• _Data_:

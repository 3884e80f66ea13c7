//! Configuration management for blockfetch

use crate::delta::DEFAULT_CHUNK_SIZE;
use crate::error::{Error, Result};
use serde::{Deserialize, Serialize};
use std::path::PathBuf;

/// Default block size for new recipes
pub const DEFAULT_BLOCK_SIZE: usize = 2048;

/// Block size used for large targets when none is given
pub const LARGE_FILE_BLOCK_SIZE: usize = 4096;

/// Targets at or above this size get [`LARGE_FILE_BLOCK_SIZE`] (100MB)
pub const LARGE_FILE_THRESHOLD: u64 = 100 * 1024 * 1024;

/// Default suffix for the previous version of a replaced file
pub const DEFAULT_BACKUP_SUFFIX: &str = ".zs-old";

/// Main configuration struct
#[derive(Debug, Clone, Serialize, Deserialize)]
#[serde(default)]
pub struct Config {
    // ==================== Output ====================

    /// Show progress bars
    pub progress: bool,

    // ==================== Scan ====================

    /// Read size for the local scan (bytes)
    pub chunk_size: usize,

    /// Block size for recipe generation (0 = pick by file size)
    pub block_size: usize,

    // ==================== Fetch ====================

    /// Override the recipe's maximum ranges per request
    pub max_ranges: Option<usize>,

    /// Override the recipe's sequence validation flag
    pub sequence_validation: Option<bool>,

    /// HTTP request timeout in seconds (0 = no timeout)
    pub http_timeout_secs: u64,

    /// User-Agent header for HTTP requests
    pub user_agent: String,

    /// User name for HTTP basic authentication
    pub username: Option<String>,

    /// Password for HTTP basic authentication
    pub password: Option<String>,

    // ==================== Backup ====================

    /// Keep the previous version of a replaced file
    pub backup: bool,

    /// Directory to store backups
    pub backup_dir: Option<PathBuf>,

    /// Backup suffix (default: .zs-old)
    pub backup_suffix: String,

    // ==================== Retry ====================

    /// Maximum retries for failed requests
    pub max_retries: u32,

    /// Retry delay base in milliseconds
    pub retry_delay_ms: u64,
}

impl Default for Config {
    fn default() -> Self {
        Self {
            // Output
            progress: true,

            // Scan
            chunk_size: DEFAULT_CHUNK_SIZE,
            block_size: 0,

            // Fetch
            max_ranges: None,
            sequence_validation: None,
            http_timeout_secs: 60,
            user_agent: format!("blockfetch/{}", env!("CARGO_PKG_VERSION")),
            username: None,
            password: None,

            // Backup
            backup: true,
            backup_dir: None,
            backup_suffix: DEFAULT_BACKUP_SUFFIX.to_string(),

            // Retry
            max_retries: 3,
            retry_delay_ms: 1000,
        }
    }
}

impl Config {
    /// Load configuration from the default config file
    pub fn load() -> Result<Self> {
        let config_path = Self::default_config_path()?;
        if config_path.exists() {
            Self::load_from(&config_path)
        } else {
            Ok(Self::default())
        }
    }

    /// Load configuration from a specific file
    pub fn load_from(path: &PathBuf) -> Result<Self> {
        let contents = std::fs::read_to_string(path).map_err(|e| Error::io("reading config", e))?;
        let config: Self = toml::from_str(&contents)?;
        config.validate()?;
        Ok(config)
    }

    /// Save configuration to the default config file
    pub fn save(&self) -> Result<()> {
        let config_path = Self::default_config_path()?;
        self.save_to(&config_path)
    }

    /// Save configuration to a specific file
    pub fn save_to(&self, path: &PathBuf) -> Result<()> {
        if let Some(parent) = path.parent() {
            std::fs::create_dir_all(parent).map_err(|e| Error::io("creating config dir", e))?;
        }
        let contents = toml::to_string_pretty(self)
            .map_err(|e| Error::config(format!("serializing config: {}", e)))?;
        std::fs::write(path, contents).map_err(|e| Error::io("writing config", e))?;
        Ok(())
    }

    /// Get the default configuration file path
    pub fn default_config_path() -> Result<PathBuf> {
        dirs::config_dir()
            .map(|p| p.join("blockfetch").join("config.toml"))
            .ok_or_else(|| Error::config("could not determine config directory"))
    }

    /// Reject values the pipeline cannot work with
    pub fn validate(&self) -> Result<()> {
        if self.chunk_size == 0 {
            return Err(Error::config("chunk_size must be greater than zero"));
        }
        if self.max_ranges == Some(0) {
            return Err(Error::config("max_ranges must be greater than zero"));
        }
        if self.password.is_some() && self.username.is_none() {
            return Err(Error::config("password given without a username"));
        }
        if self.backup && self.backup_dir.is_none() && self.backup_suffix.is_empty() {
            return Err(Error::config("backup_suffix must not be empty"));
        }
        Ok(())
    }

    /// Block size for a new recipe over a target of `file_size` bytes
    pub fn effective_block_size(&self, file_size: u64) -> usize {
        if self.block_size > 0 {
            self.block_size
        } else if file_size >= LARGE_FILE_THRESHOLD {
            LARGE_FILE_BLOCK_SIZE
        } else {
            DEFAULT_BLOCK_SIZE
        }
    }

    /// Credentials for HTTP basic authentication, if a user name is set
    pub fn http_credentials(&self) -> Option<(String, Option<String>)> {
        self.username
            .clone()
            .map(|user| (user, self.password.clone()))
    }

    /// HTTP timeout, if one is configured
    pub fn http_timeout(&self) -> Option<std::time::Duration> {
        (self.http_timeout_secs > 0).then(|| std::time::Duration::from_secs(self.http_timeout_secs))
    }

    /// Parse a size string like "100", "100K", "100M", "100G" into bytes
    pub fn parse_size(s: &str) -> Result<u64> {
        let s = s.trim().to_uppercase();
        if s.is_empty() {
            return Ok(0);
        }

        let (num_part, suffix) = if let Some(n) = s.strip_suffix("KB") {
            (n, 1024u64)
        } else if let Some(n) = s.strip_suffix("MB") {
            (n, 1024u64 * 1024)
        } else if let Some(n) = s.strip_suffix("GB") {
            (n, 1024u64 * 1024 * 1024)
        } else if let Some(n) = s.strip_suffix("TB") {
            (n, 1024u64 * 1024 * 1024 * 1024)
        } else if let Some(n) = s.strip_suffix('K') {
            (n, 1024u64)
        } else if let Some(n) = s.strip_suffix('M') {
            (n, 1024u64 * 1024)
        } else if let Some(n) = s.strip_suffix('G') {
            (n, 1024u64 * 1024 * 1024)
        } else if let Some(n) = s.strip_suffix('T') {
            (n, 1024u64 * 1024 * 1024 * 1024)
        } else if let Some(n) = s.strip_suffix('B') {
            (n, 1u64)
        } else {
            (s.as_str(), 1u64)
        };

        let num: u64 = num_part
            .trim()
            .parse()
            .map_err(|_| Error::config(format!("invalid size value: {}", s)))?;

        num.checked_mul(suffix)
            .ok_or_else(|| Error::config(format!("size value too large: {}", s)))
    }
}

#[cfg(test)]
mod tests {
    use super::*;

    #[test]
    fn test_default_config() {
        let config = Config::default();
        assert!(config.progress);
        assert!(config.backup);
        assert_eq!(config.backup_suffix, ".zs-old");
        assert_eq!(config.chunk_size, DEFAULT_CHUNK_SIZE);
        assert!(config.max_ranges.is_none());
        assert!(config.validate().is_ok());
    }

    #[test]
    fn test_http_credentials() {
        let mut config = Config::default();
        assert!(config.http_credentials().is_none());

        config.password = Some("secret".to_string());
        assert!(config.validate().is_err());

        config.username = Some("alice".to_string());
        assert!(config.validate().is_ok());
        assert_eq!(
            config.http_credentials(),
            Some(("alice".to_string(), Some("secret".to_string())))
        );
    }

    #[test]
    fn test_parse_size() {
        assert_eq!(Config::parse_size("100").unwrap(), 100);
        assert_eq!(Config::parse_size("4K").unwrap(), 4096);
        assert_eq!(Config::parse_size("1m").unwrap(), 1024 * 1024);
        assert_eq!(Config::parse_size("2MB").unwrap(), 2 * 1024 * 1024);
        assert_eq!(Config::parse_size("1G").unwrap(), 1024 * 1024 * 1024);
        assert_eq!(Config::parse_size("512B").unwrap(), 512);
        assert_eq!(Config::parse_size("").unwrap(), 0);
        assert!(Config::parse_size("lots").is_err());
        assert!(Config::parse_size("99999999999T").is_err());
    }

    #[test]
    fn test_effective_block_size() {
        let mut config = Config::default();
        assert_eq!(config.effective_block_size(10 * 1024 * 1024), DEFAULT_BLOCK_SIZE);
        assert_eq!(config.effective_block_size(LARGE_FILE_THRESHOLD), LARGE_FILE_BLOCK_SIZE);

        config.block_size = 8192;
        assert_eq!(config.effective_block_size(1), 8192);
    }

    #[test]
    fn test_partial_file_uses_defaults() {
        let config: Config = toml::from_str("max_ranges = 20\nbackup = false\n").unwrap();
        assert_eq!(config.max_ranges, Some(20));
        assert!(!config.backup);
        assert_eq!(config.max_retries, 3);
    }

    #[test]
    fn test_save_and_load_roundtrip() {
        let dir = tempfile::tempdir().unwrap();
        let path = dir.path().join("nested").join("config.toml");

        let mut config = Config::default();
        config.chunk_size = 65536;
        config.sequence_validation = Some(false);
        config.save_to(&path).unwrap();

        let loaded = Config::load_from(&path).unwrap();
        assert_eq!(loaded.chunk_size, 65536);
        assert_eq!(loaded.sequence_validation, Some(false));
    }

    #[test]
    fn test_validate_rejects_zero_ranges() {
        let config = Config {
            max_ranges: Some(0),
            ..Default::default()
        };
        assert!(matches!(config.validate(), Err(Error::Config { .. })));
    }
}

• _Task objective_: Across the whole listing, how many lines contain the string "alice"? Give the number and no more.

• _Task solution_: 2